Sangha Renewables has energized a 20-megawatt bitcoin mining facility in West Texas’s Ector County near Odessa, operating behind the meter on a 150-megawatt solar farm. The company announced full operations following a ribbon-cutting ceremony, positioning the project as a key step in pairing renewable generation with flexible data-center load.
Project Structure and Partners
The facility, with a capacity of 19.9 MW, is primarily supplied by solar power while TotalEnergies provides supplemental electricity and balancing services. Sangha develops, owns, and operates the mining site, deploying its own mining hardware and load-management systems. TotalEnergies offers retail power services including firm power during non-solar hours and structured products to manage price volatility. Energy consultancy Links Genco supported development, energy structuring, and grid compliance.

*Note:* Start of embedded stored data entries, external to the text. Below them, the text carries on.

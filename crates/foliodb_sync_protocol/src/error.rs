//! Protocol error types.

use thiserror::Error;

/// Result type for protocol operations.
pub type ProtocolResult<T> = Result<T, ProtocolError>;

/// Errors raised while encoding or decoding protocol messages.
#[derive(Debug, Error)]
pub enum ProtocolError {
    /// CBOR encoding or decoding failed.
    #[error("codec error: {0}")]
    Codec(String),

    /// A message was structurally valid CBOR but semantically wrong.
    #[error("invalid message: {0}")]
    InvalidMessage(String),
}

impl ProtocolError {
    /// Creates a codec error.
    pub fn codec(message: impl Into<String>) -> Self {
        Self::Codec(message.into())
    }

    /// Creates an invalid message error.
    pub fn invalid_message(message: impl Into<String>) -> Self {
        Self::InvalidMessage(message.into())
    }
}
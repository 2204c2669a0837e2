//! # FolioDB Sync Engine
//!
//! Replication state machine and engine for FolioDB.
//!
//! This crate provides:
//! - A pull-then-push replicator with cursor management
//! - Deterministic conflict resolution during pull
//! - Retry with exponential backoff
//! - An HTTP transport abstraction with externally supplied,
//!   rotatable credentials
//! - A store-backed applier wiring replication to `foliodb_core`
//! - One-shot sync with a busy guard, and continuous background sync
//!
//! ## Architecture
//!
//! Replication is pull-then-push:
//! 1. Pull remote operations (the server is authoritative)
//! 2. Apply them locally, resolving divergence by revision order
//! 3. Push pending local operations
//!
//! All sync state lives in explicit objects; nothing is process-global,
//! so one process can replicate several stores against several servers.

#![deny(unsafe_code)]
#![warn(missing_docs)]

mod applier;
mod config;
mod continuous;
mod error;
mod http;
mod manual;
mod replicator;
mod transport;

pub use applier::{MemoryApplier, StoreApplier, SyncApplier};
pub use config::{RetryConfig, SyncConfig};
pub use continuous::{ContinuousReplicator, ReplicationEvent};
pub use error::{SyncError, SyncResult};
pub use http::{
    CredentialProvider, HttpClient, HttpTransport, LoopbackClient, LoopbackServer,
    StaticCredentials,
};
pub use manual::{ManualSync, ManualSyncStatus, SyncOutcome};
pub use replicator::{Replicator, SyncCycleResult, SyncState, SyncStats};
pub use transport::{MockTransport, SyncTransport};
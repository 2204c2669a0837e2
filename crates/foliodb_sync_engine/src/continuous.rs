//! Continuous background replication.

use crate::applier::SyncApplier;
use crate::replicator::Replicator;
use crate::transport::SyncTransport;
use std::sync::atomic::{AtomicBool, Ordering};
use std::sync::mpsc::{channel, Receiver, Sender};
use std::sync::Arc;
use std::thread::JoinHandle;
use std::time::Duration;

/// Events emitted by a running continuous replicator.
#[derive(Debug, Clone, PartialEq, Eq)]
pub enum ReplicationEvent {
    /// A cycle completed and changed something locally or remotely.
    Changed {
        /// Operations pulled.
        pulled: u64,
        /// Operations pushed.
        pushed: u64,
    },
    /// A cycle failed; replication continues on the next tick.
    Error(String),
}

/// A background thread running sync cycles on an interval.
///
/// Errors are reported through the event channel and do not stop the
/// loop; the next tick retries from scratch.
pub struct ContinuousReplicator {
    stop: Arc<AtomicBool>,
    handle: Option<JoinHandle<()>>,
}

impl ContinuousReplicator {
    /// Starts replication on the replicator's configured interval.
    ///
    /// Returns the running handle and the event receiver.
    pub fn start<T, A>(replicator: Arc<Replicator<T, A>>) -> (Self, Receiver<ReplicationEvent>)
    where
        T: SyncTransport + 'static,
        A: SyncApplier + 'static,
    {
        let (events, receiver) = channel();
        let stop = Arc::new(AtomicBool::new(false));
        let interval = replicator.config().sync_interval;

        let thread_stop = Arc::clone(&stop);
        let handle = std::thread::spawn(move || {
            run_loop(&replicator, &thread_stop, interval, &events);
        });

        (
            Self {
                stop,
                handle: Some(handle),
            },
            receiver,
        )
    }

    /// Returns true while the background thread is running.
    pub fn is_running(&self) -> bool {
        !self.stop.load(Ordering::SeqCst)
    }

    /// Stops the loop and joins the thread.
    pub fn stop(&mut self) {
        self.stop.store(true, Ordering::SeqCst);
        if let Some(handle) = self.handle.take() {
            let _ = handle.join();
        }
    }
}

impl Drop for ContinuousReplicator {
    fn drop(&mut self) {
        self.stop();
    }
}

fn run_loop<T, A>(
    replicator: &Replicator<T, A>,
    stop: &AtomicBool,
    interval: Duration,
    events: &Sender<ReplicationEvent>,
) where
    T: SyncTransport,
    A: SyncApplier,
{
    while !stop.load(Ordering::SeqCst) {
        match replicator.sync_with_retry() {
            Ok(result) => {
                if result.pulled > 0 || result.pushed > 0 {
                    let _ = events.send(ReplicationEvent::Changed {
                        pulled: result.pulled,
                        pushed: result.pushed,
                    });
                }
            }
            Err(err) => {
                tracing::warn!(error = %err, "continuous sync cycle failed");
                let _ = events.send(ReplicationEvent::Error(err.to_string()));
            }
        }

        // Sleep in short slices so stop() is honored promptly.
        let mut remaining = interval;
        while !stop.load(Ordering::SeqCst) && remaining > Duration::ZERO {
            let slice = remaining.min(Duration::from_millis(25));
            std::thread::sleep(slice);
            remaining = remaining.saturating_sub(slice);
        }
    }
}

Navigating Record-Low Hashprice
The launch comes as bitcoin miners face a historically low hashprice driven by Bitcoin’s price pullback and near-record network hashrate. A recent difficulty adjustment of less than 1% offered limited relief. Sangha frames the project as a replicable template: using bitcoin mining to monetize renewable energy assets facing congestion or pricing challenges. The company notes mining’s ability to rapidly ramp power consumption makes it ideal for pairing with intermittent generation like solar.
Industry Implications
Local officials and representatives from TotalEnergies and Links Genco attended the ceremony. Sangha plans to replicate this model across more regions, providing a low-cost, low-carbon revenue stream for renewable projects while supporting the Bitcoin network. Amid compressed mining margins, such renewable-plus-mining models are attracting growing institutional interest.